Records excerpted from a collection:

+ + + + + + +

//! ewi-usb-config - configure an Akai EWI USB from the command line
//!
//! Receive and send SysEx settings dumps and change single settings via NRPN.

use std::fs::File;
use std::io::{self, BufWriter};
use std::path::Path;
use std::process::ExitCode;
use std::time::Duration;

use anyhow::{bail, Context, Result};
use clap::{CommandFactory, Parser};
use colored::*;
use tracing::{debug, info, warn};
use tracing_subscriber::{layer::SubscriberExt, util::SubscriberInitExt};

use ewi_usb_config::catalog;
use ewi_usb_config::dumpfile::{load_dump, write_dump, DumpFormat};
use ewi_usb_config::framer::DEFAULT_MAX_SCAN;
use ewi_usb_config::transport::{MidiSource, MidirInput, MidirOutput};
use ewi_usb_config::{BankSet, CancelToken, DeviceSession, Error, SessionConfig};

/// Standard input / output placeholder for dump paths
const STDIO: &str = "-";

/// Time the worker gets to leave edit mode after an interrupt
const CANCEL_GRACE: Duration = Duration::from_secs(2);

/// Configure an Akai EWI USB wind controller via MIDI
#[derive(Parser, Debug)]
#[command(author, version, about, long_about = None, after_help = settings_help())]
struct Args {
    /// Number or (part of) name of the MIDI input/output port to open
    #[arg(short, long, env = "EWI_PORT", default_value = "EWI-USB")]
    port: String,

    /// SysEx device id (127 = any)
    #[arg(short, long, env = "EWI_DEVICE_ID", default_value_t = 127,
          value_parser = clap::value_parser!(u8).range(0..=127))]
    device_id: u8,

    /// MIDI channel for settings (1-16)
    #[arg(short, long, default_value_t = 1,
          value_parser = clap::value_parser!(u8).range(1..=16))]
    channel: u8,

    /// Receive a SysEx dump from the EWI and save it in PATH ('-' for stdout)
    #[arg(short, long, value_name = "PATH")]
    receive: Option<String>,

    /// Request all settings banks (0-3); the purpose of banks 1 and 3 is unclear
    #[arg(long)]
    all_banks: bool,

    /// Send the SysEx dump file PATH to the EWI ('-' for stdin)
    #[arg(short, long, value_name = "PATH")]
    send: Option<String>,

    /// Use ASCII hexadecimal lines for dump files
    #[arg(short, long)]
    ascii: bool,

    /// Allow overwriting an existing file when saving a received dump
    #[arg(short, long)]
    force: bool,

    /// Seconds to wait for each dump bank
    #[arg(short, long, default_value = "5", value_parser = parse_timeout)]
    timeout: Duration,

    /// Maximum number of bytes read from a dump file
    #[arg(long, default_value_t = DEFAULT_MAX_SCAN)]
    max_size: usize,

    /// Send the factory default of every setting
    #[arg(long)]
    reset: bool,

    /// List supported settings and exit
    #[arg(long)]
    list_settings: bool,

    /// Output verbose messages of program operation to stderr
    #[arg(short, long)]
    verbose: bool,

    /// Log level (error, warn, info, debug, trace); overrides --verbose
    #[arg(long, env = "LOG_LEVEL")]
    log_level: Option<String>,

    /// Setting to send in the form name=value (can be given more than once)
    #[arg(value_name = "SETTING")]
    settings: Vec<String>,
}

impl Args {
    fn has_action(&self) -> bool {
        self.receive.is_some() || self.send.is_some() || self.reset || !self.settings.is_empty()
    }

    fn dump_format(&self) -> DumpFormat {
        DumpFormat::from_ascii_flag(self.ascii)
    }
}

fn settings_help() -> String {
    let names: Vec<_> = catalog::names().collect();
    format!("Settings:\n   {}", names.join(", "))
}

fn parse_timeout(s: &str) -> std::result::Result<Duration, String> {
    let secs: f64 = s.parse().map_err(|e| format!("{}", e))?;
    if !(secs.is_finite() && secs > 0.0) {
        return Err("timeout must be a positive number of seconds".to_string());
    }
    Ok(Duration::from_secs_f64(secs))
}

#[tokio::main]
async fn main() -> Result<ExitCode> {
    // Load environment variables
    dotenvy::dotenv().ok();

    let args = Args::parse();

    init_logging(&args)?;

    if args.list_settings {
        list_settings();
        return Ok(ExitCode::SUCCESS);
    }

    if !args.has_action() {
        eprintln!("{}", Args::command().render_usage());
        return Ok(ExitCode::SUCCESS);
    }

    let cancel = CancelToken::new();
    let token = cancel.clone();

    // Session I/O blocks; keep it off the runtime threads
    let mut worker = tokio::task::spawn_blocking(move || run(&args, token));

    let outcome = tokio::select! {
        joined = &mut worker => joined.context("Worker task failed")?,
        _ = interrupt() => {
            info!("Interrupt received, cancelling");
            cancel.cancel();
            match tokio::time::timeout(CANCEL_GRACE, &mut worker).await {
                Ok(joined) => debug!("Worker stopped: {:?}", joined.map(|r| r.is_ok())),
                // Still blocked, e.g. reading a dump from stdin
                Err(_) => warn!("Worker did not stop within {:?}", CANCEL_GRACE),
            }
            std::process::exit(1);
        }
    };

    match outcome {
        Ok(()) => Ok(ExitCode::SUCCESS),
        Err(e) if matches!(e.downcast_ref::<Error>(), Some(Error::Cancelled)) => {
            debug!("Exit after interrupt");
            Ok(ExitCode::from(1))
        }
        Err(e) => Err(e),
    }
}

/// Resolves on the first CTRL+C. Never resolves if no handler can be installed.
async fn interrupt() {
    if let Err(e) = tokio::signal::ctrl_c().await {
        warn!("Failed to install CTRL+C signal handler: {}", e);
        std::future::pending::<()>().await;
    }
}

fn init_logging(args: &Args) -> Result<()> {
    let level = match &args.log_level {
        Some(level) => level.as_str(),
        None if args.verbose => "info",
        None => "warn",
    };

    let filter = tracing_subscriber::EnvFilter::try_from_default_env()
        .or_else(|_| tracing_subscriber::EnvFilter::try_new(level))
        .with_context(|| format!("Invalid log level '{}'", level))?;

    tracing_subscriber::registry()
        .with(filter)
        .with(
            tracing_subscriber::fmt::layer()
                .with_writer(io::stderr)
                .with_target(false)
                .with_thread_ids(false)
                .with_thread_names(false),
        )
        .init();

    Ok(())
}

fn run(args: &Args, cancel: CancelToken) -> Result<()> {
    let config = SessionConfig {
        device_id: args.device_id,
        channel: args.channel,
        timeout: args.timeout,
        cancel,
        ..SessionConfig::default()
    };

    if let Some(path) = &args.receive {
        receive_dump(args, path, config.clone())?;
    }

    if let Some(path) = &args.send {
        send_dump(args, path, config.clone())?;
    }

    if args.reset || !args.settings.is_empty() {
        send_settings(args, config)?;
    }

    Ok(())
}

fn open_session(port: &str, with_input: bool, config: SessionConfig) -> Result<DeviceSession> {
    let output = MidirOutput::open(port)
        .with_context(|| format!("Could not open MIDI output '{}'", port))?;

    let input: Option<Box<dyn MidiSource>> = if with_input {
        let input = MidirInput::open(port)
            .with_context(|| format!("Could not open MIDI input '{}'", port))?;
        Some(Box::new(input))
    } else {
        None
    };

    Ok(DeviceSession::open(Box::new(output), input, config)?)
}

fn receive_dump(args: &Args, path: &str, config: SessionConfig) -> Result<()> {
    if path != STDIO && Path::new(path).exists() {
        if args.force {
            warn!("Overwriting existing file '{}'.", path);
        } else {
            bail!("File '{}' exists. Use option -f to overwrite. Aborting.", path);
        }
    }

    let mut session = open_session(&args.port, true, config)?;

    info!("Requesting dumps. Waiting to receive... Press Control-C to cancel.");
    let banks = if args.all_banks {
        BankSet::All
    } else {
        BankSet::Settings
    };
    let result = session.request_dump(banks)?;
    session.close();

    if result.frames.is_empty() {
        bail!("No SysEx dump received. Nothing was written.");
    }
    if !result.is_complete() {
        warn!("No dump received for bank(s) {:?}", result.timed_out);
    }

    if path == STDIO {
        write_dump(io::stdout().lock(), &result.frames, args.dump_format())?;
    } else {
        let file = File::create(path).with_context(|| format!("Could not create '{}'", path))?;
        write_dump(BufWriter::new(file), &result.frames, args.dump_format())
            .with_context(|| format!("Could not write '{}'", path))?;
    }

    info!("Saved {} SysEx messages to '{}'", result.frames.len(), path);
    Ok(())
}

fn send_dump(args: &Args, path: &str, config: SessionConfig) -> Result<()> {
    let frames = if path == STDIO {
        load_dump(io::stdin().lock(), args.dump_format(), args.max_size)?
    } else {
        if !Path::new(path).exists() {
            bail!("File not found: '{}'. Aborting.", path);
        }
        let file = File::open(path).with_context(|| format!("Could not open '{}'", path))?;
        load_dump(file, args.dump_format(), args.max_size)
            .with_context(|| format!("Could not read '{}'", path))?
    };

    if frames.is_empty() {
        bail!("No supported SysEx message found in '{}'. Nothing was sent.", path);
    }

    let mut session = open_session(&args.port, false, config)?;
    session.send_dump(&frames)?;
    info!("Sent {} SysEx messages", frames.len());

    Ok(())
}

fn send_settings(args: &Args, config: SessionConfig) -> Result<()> {
    let mut session = open_session(&args.port, false, config)?;

    if args.reset {
        let count = session.apply_defaults()?;
        info!("Sent factory defaults for {} settings", count);
    }

    if !args.settings.is_empty() {
        let report = session.apply_settings(&args.settings)?;
        if !report.rejected.is_empty() {
            warn!(
                "{} of {} settings not sent",
                report.rejected.len(),
                args.settings.len()
            );
        }
    }

    Ok(())
}

fn list_settings() {
    println!("\n{}", "=== EWI USB Settings ===".bold().cyan());
    println!(
        "\n  {:<14} {:<6} {:<8} {:<8} {}",
        "Name", "NRPN", "Range", "Default", "Description"
    );

    for p in catalog::parameters() {
        let range = format!("{}-{}", p.range.start(), p.range.end());
        let default = p
            .default
            .map(|v| v.to_string())
            .unwrap_or_else(|| "-".to_string());

        println!(
            "  {} {:<6} {:<8} {} {}",
            format!("{:<14}", p.name).green(),
            p.address.to_string(),
            range,
            format!("{:<8}", default).yellow(),
            p.description
        );

        if !p.aliases.is_empty() {
            println!("  {:<14} {} {}", "", "aliases:".dimmed(), p.aliases.join(", "));
        }
        if !p.labels.is_empty() {
            let labels: Vec<_> = p
                .labels
                .iter()
                .map(|l| format!("{}={}", l.name, l.value))
                .collect();
            println!("  {:<14} {} {}", "", "values:".dimmed(), labels.join(", "));
        }
    }
    println!();
}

+ + + + + + +

▶ _Work to complete_
A single number is the whole answer: the tally of lines in the entries that hold "stderr".

▶ _Worked solution_
2